Virus West Nile, cosa succede in Sicilia

Solo l’1% dei contagiati avverte sintomi e, tra questi, solo uno su mille rischia la vita: queste le parole dell’Asp, in seguito alla notizia del decesso del pittore Momò Calascibetta, morto a 73 anni dopo aver contratto la “febbre del Nilo“. Nessun allarme, dunque, al momento in provincia di Trapani.

Lo ha detto lo stesso commissario straordinario dell’Asp, Vincenzo Spera. La zona in cui viveva Calascibetta, prima vittima del virus West Nile in Sicilia, è sotto il rigido controllo dei veterinari dell’azienda sanitaria provinciale. Vengono anche monitorati alcuni animali trovati positivi. L’artista abitava in contrada Cutusio, a Marsala.

L’Asp: “Nessun nuovo caso a Marsala”

E la stessa Asp ha smentito la presenza di un nuovo caso a Marsala: la notizia, diffusasi nelle scorse ore, non ha trovato riscontro. Pare invece che uno studente di Valderice, che studia in Emilia Romagna, avesse accusato i sintomi influenzali tipici della West Nile, tanto che il medico curante gli aveva suggerito di fare un test: sarebbe emerso che sì, il giovane aveva contratto il virus delle zanzare, ma anche che era già guarito, sviluppando gli anticorpi.

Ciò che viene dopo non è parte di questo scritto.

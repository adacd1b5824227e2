//! Common types used across the engine

use chrono::{DateTime, Duration, DurationRound, Utc};
use serde::{Deserialize, Serialize};

/// Monitored location
///
/// Everything the engine caches is scoped to one location; the scope key is
/// the prefix of every cache key.
#[derive(Debug, Clone, Serialize, Deserialize, PartialEq)]
pub struct Location {
    pub name: String,
    pub latitude: f64,
    pub longitude: f64,
}

impl Location {
    pub fn new(name: impl Into<String>, latitude: f64, longitude: f64) -> Self {
        Self {
            name: name.into(),
            latitude,
            longitude,
        }
    }

    /// Stable key identifying this location, rounded to ~100 m
    pub fn scope_key(&self) -> String {
        format!("{:.3},{:.3}", self.latitude, self.longitude)
    }
}

impl Default for Location {
    fn default() -> Self {
        Self::new("Praha", 50.0755, 14.4378)
    }
}

/// Truncate a timestamp to the start of its hour
pub fn floor_to_hour(timestamp: DateTime<Utc>) -> DateTime<Utc> {
    timestamp
        .duration_trunc(Duration::hours(1))
        .unwrap_or(timestamp)
}

/// Round a timestamp to the nearest whole hour
pub fn round_to_hour(timestamp: DateTime<Utc>) -> DateTime<Utc> {
    timestamp
        .duration_round(Duration::hours(1))
        .unwrap_or(timestamp)
}

/// Fractional hours between two instants (positive when `to` is later)
pub fn hours_between(from: DateTime<Utc>, to: DateTime<Utc>) -> f64 {
    (to - from).num_seconds() as f64 / 3600.0
}
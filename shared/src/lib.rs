//! Shared types and models for the Stormcast forecasting engine
//!
//! This crate contains the domain model shared by the engine, its storage
//! adapters and any client reading forecasts from the API.

pub mod models;
pub mod types;
pub mod validation;

pub use models::*;
pub use types::*;
pub use validation::*;
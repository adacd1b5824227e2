//! Health check handlers

use axum::{extract::State, Json};
use chrono::{DateTime, Utc};
use serde::Serialize;

use crate::AppState;

#[derive(Serialize)]
pub struct HealthResponse {
    pub status: String,
    pub version: String,
    pub location: String,
    pub store: String,
    pub reasoning_enabled: bool,
    pub reasoning_in_flight: bool,
    pub last_fired_at: Option<DateTime<Utc>>,
    pub last_forecast_at: Option<DateTime<Utc>>,
}

/// Health check endpoint handler
pub async fn health_check(State(state): State<AppState>) -> Json<HealthResponse> {
    let engine = &state.engine;
    let last_forecast_at = engine.snapshot().ensemble.map(|e| e.generated_at);

    Json(HealthResponse {
        status: "healthy".to_string(),
        version: env!("CARGO_PKG_VERSION").to_string(),
        location: engine.location().name.clone(),
        store: engine.store_kind().to_string(),
        reasoning_enabled: engine.reasoning_enabled(),
        reasoning_in_flight: engine.reasoning_in_flight(),
        last_fired_at: engine.last_fired_at(),
        last_forecast_at,
    })
}
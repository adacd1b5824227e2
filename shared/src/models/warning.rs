//! Official severity warning models

use std::fmt;
use std::str::FromStr;

use chrono::{DateTime, Duration, Utc};
use serde::{Deserialize, Serialize};

use super::ModelError;

/// Warning severity, ordered from least to most severe
#[derive(Debug, Clone, Copy, Serialize, Deserialize, PartialEq, Eq, PartialOrd, Ord, Hash, Default)]
#[serde(rename_all = "snake_case")]
pub enum Severity {
    #[default]
    Unknown,
    Minor,
    Moderate,
    Severe,
    Extreme,
}

impl Severity {
    /// Informational severities never trigger an analysis
    pub fn is_actionable(&self) -> bool {
        matches!(self, Severity::Moderate | Severity::Severe | Severity::Extreme)
    }

    /// Traffic-light colour used by national warning services
    pub fn color(&self) -> &'static str {
        match self {
            Severity::Unknown | Severity::Minor => "green",
            Severity::Moderate => "yellow",
            Severity::Severe => "orange",
            Severity::Extreme => "red",
        }
    }
}

impl fmt::Display for Severity {
    fn fmt(&self, f: &mut fmt::Formatter<'_>) -> fmt::Result {
        let s = match self {
            Severity::Unknown => "unknown",
            Severity::Minor => "minor",
            Severity::Moderate => "moderate",
            Severity::Severe => "severe",
            Severity::Extreme => "extreme",
        };
        f.write_str(s)
    }
}

impl FromStr for Severity {
    type Err = ModelError;

    /// Accepts CAP severity names and the colour scale
    fn from_str(s: &str) -> Result<Self, Self::Err> {
        match s.trim().to_ascii_lowercase().as_str() {
            "unknown" => Ok(Severity::Unknown),
            "minor" | "green" => Ok(Severity::Minor),
            "moderate" | "yellow" => Ok(Severity::Moderate),
            "severe" | "orange" => Ok(Severity::Severe),
            "extreme" | "red" => Ok(Severity::Extreme),
            _ => Err(ModelError::UnknownSeverity(s.to_string())),
        }
    }
}

/// Externally issued warning for the monitored location
#[derive(Debug, Clone, Serialize, Deserialize, PartialEq)]
pub struct SeverityWarning {
    pub id: String,
    pub event: String,
    pub severity: Severity,
    pub window_start: DateTime<Utc>,
    pub window_end: Option<DateTime<Utc>>,
    #[serde(default, skip_serializing_if = "Option::is_none")]
    pub description: Option<String>,
}

impl SeverityWarning {
    /// Whether the warning window overlaps `[now, now + lookahead]`
    pub fn is_within(&self, now: DateTime<Utc>, lookahead: Duration) -> bool {
        let not_ended = self.window_end.map(|end| end > now).unwrap_or(true);
        not_ended && self.window_start <= now + lookahead
    }
}

#[cfg(test)]
mod tests {
    use super::*;
    use chrono::TimeZone;

    fn warning(start_offset_h: i64, end_offset_h: Option<i64>) -> SeverityWarning {
        let now = Utc.with_ymd_and_hms(2024, 7, 1, 12, 0, 0).unwrap();
        SeverityWarning {
            id: "w-1".to_string(),
            event: "Thunderstorms".to_string(),
            severity: Severity::Severe,
            window_start: now + Duration::hours(start_offset_h),
            window_end: end_offset_h.map(|h| now + Duration::hours(h)),
            description: None,
        }
    }

    #[test]
    fn test_severity_ordering_and_actionability() {
        assert!(Severity::Extreme > Severity::Severe);
        assert!(Severity::Moderate > Severity::Minor);
        assert!(!Severity::Minor.is_actionable());
        assert!(!Severity::Unknown.is_actionable());
        assert!(Severity::Moderate.is_actionable());
    }

    #[test]
    fn test_severity_parsing() {
        assert_eq!("Orange".parse::<Severity>(), Ok(Severity::Severe));
        assert_eq!("extreme".parse::<Severity>(), Ok(Severity::Extreme));
        assert!("purple".parse::<Severity>().is_err());
    }

    #[test]
    fn test_warning_window() {
        let now = Utc.with_ymd_and_hms(2024, 7, 1, 12, 0, 0).unwrap();
        let day = Duration::hours(24);
        assert!(warning(3, Some(6)).is_within(now, day));
        assert!(warning(-2, Some(2)).is_within(now, day));
        assert!(warning(10, None).is_within(now, day));
        assert!(!warning(30, Some(36)).is_within(now, day));
        assert!(!warning(-6, Some(-1)).is_within(now, day));
    }
}
impl PhysicalForecastGenerator {
    pub fn new(location: &Location, config: PhysicalConfig) -> Self {
        Self {
            config,
            solar_offset_hours: location.longitude / 15.0,
        }
    }

    pub fn horizon(&self) -> usize {
        self.config.horizon_hours
    }

    /// Produce one point per hour over the configured horizon
    pub fn generate(
        &self,
        history: &[Measurement],
        issued_at: DateTime<Utc>,
    ) -> AppResult<MethodForecast> {
        let window = self.usable_window(history);
        let latest = window.last().ok_or_else(|| {
            AppError::InsufficientHistory("no usable measurements in the history window".into())
        })?;

        let latest_at = latest.timestamp;
        let anchor = floor_to_hour(latest_at);
        let series = |field: ForecastField| Series {
            points: window
                .iter()
                .filter_map(|m| m.value(field).map(|v| (hours_between(latest_at, m.timestamp), v)))
                .collect(),
        };

        let temperature = series(ForecastField::Temperature);
        let humidity = series(ForecastField::Humidity);
        let pressure = series(ForecastField::Pressure);
        let wind = series(ForecastField::WindSpeed);
        let precipitation = series(ForecastField::Precipitation);
        let probability = series(ForecastField::PrecipitationProbability);

        let gap_factor = self.gap_factor(&window);
        let pressure_slope = pressure_slope(&pressure);
        let pressure_tendency = pressure_slope.map(|s| s * TENDENCY_WINDOW_HOURS);
        let (amplitude, temperature_trend) = self.fit_temperature(&temperature, latest_at);

        let confidence = |field: ForecastField, samples: usize, hour: usize| {
            base_confidence(field)
                * sample_factor(samples)
                * gap_factor
                * self.horizon_decay(hour)
        };

        let mut points = Vec::with_capacity(self.config.horizon_hours);
        for hour in 1..=self.config.horizon_hours {
            let target = anchor + Duration::hours(hour as i64);
            let lead = hours_between(latest_at, target).max(0.0);
            let mut point = ForecastPoint::new(ForecastMethod::Physical, target, issued_at);

            let set = |point: &mut ForecastPoint, field, value: Option<f64>, samples| {
                if let Some(value) = value.and_then(|v| clamp_to_range(field, v)) {
                    point.set(field, value, confidence(field, samples, hour));
                }
            };

            // Pressure
            let p = pressure
                .last()
                .map(|last| {
                    last + pressure_slope.unwrap_or(0.0)
                        * damped_lead(lead, PRESSURE_TREND_DAMPING_HOURS)
                });
            set(&mut point, ForecastField::Pressure, p, pressure.len());

            // Temperature
            let t_last = temperature.last();
            let t = t_last.map(|last| {
                let diurnal = amplitude
                    * (self.phase_at(latest_at, lead) - self.phase_at(latest_at, 0.0));
                let trend =
                    temperature_trend * damped_lead(lead, TEMPERATURE_TREND_DAMPING_HOURS);
                last + diurnal + trend
            });
            set(&mut point, ForecastField::Temperature, t, temperature.len());

            // Humidity at constant absolute moisture
            let rh = humidity.last().map(|last| match (t_last, t) {
                (Some(from), Some(to)) => {
                    last * saturation_vapour_pressure(from) / saturation_vapour_pressure(to)
                }
                _ => last,
            });
            set(&mut point, ForecastField::Humidity, rh, humidity.len());

            // Wind
            let baseline = self.config.climatological_wind_speed;
            let tau = self.config.wind_decay_hours.max(0.1);
            let w = wind
                .last()
                .map(|last| baseline + (last - baseline) * (-lead / tau).exp());
            set(&mut point, ForecastField::WindSpeed, w, wind.len());

            // Precipitation probability and amount
            let rh_forecast = point.humidity_pct;
            let pp = precipitation_probability(
                probability.last(),
                pressure_tendency,
                rh_forecast,
                precipitation.last(),
                lead,
            );
            let pp = pp.map(|v| v.clamp(0.0, 100.0));
            let pp_samples = probability.len().max(pressure.len().min(humidity.len()));
            set(&mut point, ForecastField::PrecipitationProbability, pp, pp_samples);

            let amount = precipitation_amount(
                precipitation.last(),
                point.precipitation_probability_pct,
                lead,
            );
            let amount_samples = precipitation.len().max(probability.len());
            set(&mut point, ForecastField::Precipitation, amount, amount_samples);

            point.condition = derive_condition(
                point.precipitation_probability_pct,
                point.precipitation_mm,
                point.humidity_pct,
                pressure_tendency,
            );

            points.push(point);
        }

        let sources: BTreeSet<String> = window.iter().map(|m| m.source_id.clone()).collect();

        tracing::debug!(
            samples = window.len(),
            gap_factor,
            pressure_tendency = ?pressure_tendency,
            "Physical forecast generated"
        );

        Ok(MethodForecast {
            method: ForecastMethod::Physical,
            issued_at,
            points,
            sources: sources.into_iter().collect(),
            assessment: None,
        })
    }

    /// Usable samples within the history window, oldest first
    fn usable_window<'a>(&self, history: &'a [Measurement]) -> Vec<&'a Measurement> {
        let mut usable: Vec<&Measurement> = history.iter().filter(|m| m.is_usable()).collect();
        usable.sort_by_key(|m| m.timestamp);

        let Some(latest) = usable.last().map(|m| m.timestamp) else {
            return usable;
        };
        let start = latest - Duration::hours(self.config.history_hours);
        usable.retain(|m| m.timestamp >= start);
        usable
    }

    /// 1.0 for a gapless history, lowered by 0.1 per gap down to 0.5
    fn gap_factor(&self, window: &[&Measurement]) -> f64 {
        let limit = Duration::minutes(self.config.expected_interval_minutes.max(1) * 2);
        let gaps = window
            .windows(2)
            .filter(|pair| pair[1].timestamp - pair[0].timestamp > limit)
            .count();
        (1.0 - 0.1 * gaps as f64).max(0.5)
    }

    fn horizon_decay(&self, hour: usize) -> f64 {
        (-self.config.confidence_decay_per_hour.max(0.0) * (hour as f64 - 1.0)).exp()
    }

    /// Diurnal amplitude and residual trend (°C per hour)
    fn fit_temperature(&self, series: &Series, reference: DateTime<Utc>) -> (f64, f64) {
        let default_amplitude = self.config.default_diurnal_amplitude.max(0.0);

        let amplitude = if series.len() >= 4 && series.span_hours() >= 6.0 {
            self.fit_amplitude(series, reference).unwrap_or(default_amplitude)
        } else {
            default_amplitude
        };

        let residuals: Vec<(f64, f64)> = series
            .trailing(TENDENCY_WINDOW_HOURS)
            .points
            .iter()
            .map(|(t, v)| (*t, v - amplitude * self.phase_at(reference, *t)))
            .collect();
        let trend = linear_fit(&residuals)
            .map(|(slope, _)| slope.clamp(-2.0, 2.0))
            .unwrap_or(0.0);

        (amplitude, trend)
    }

    fn fit_amplitude(&self, series: &Series, reference: DateTime<Utc>) -> Option<f64> {
        let regressors: Vec<(f64, f64)> = series
            .points
            .iter()
            .map(|(t, v)| (self.phase_at(reference, *t), *v))
            .collect();
        let (amplitude, _) = linear_fit(&regressors)?;
        // A negative amplitude means the fit picked up weather, not the daily cycle
        (amplitude.is_finite() && amplitude > 0.0).then(|| amplitude.min(8.0))
    }

    /// Diurnal phase `offset_hours` away from `reference`
    fn phase_at(&self, reference: DateTime<Utc>, offset_hours: f64) -> f64 {
        let utc_hours = reference.hour() as f64 + reference.minute() as f64 / 60.0;
        let local = utc_hours + offset_hours + self.solar_offset_hours;
        (2.0 * PI * (local - DIURNAL_PEAK_HOUR) / 24.0).cos()
    }
}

Il commissario Vincenzo Spera, in conferenza stampa, ha ribadito che non c’è “nessun allarme”. In riferimento alla morte di Momò Calascibetta, i medici hanno spiegato: “È stato molto sfortunato, perché ha sviluppato una forma di malattia molto grave, neuroinvasiva“.

A sottolinearlo, il direttore dell’Uoc Sanità Pubblica, Epidemiologia e Medicina Preventiva, Gaspare Canzoneri. “La malattia – ha spiegato Canzoneri – solitamente non dà sintomi e in quei pochi casi in cui ci sono indizi, questi sono perfettamente superabili e purtroppo solo in un caso su mille, dicono le statistiche, subentrano forme neuroinvasive e questo soggetto è incappatto in uno di questi casi rari e che ha portato al decesso”.

“È giustificabile – ha aggiunto il medico – l’allarme che è scaturito da questo ma l’Asp ha intrapreso tutte le misure di sorveglianza sanitaria, sia umana che per quanto riguarda gli animali, direi soprattutto animali perché il vettore è la zanzara. Confermo che si è intervenuti rapidamente per la sorveglianza sanitaria sul territorio. La cosa che rassicura è che non ci sono ulteriori casi, per cui non possiamo parlare neppure di un focolaio ma di un caso sospetto”.

Il virus in Italia

In Italia, dall’inizio di giugno del 2022 fino al 27 settembre, sono stati segnalati 537 casi confermati di infezione nell’uomo. Sono 28, fino adesso, i decessi, come riportato dal bollettino di sorveglianza del West Nile Virus, a cura dell’Istituto Superiore di Sanità. Il primo caso umano della stagione è stato segnalato dal Veneto nel mese di giugno nella provincia di Padova.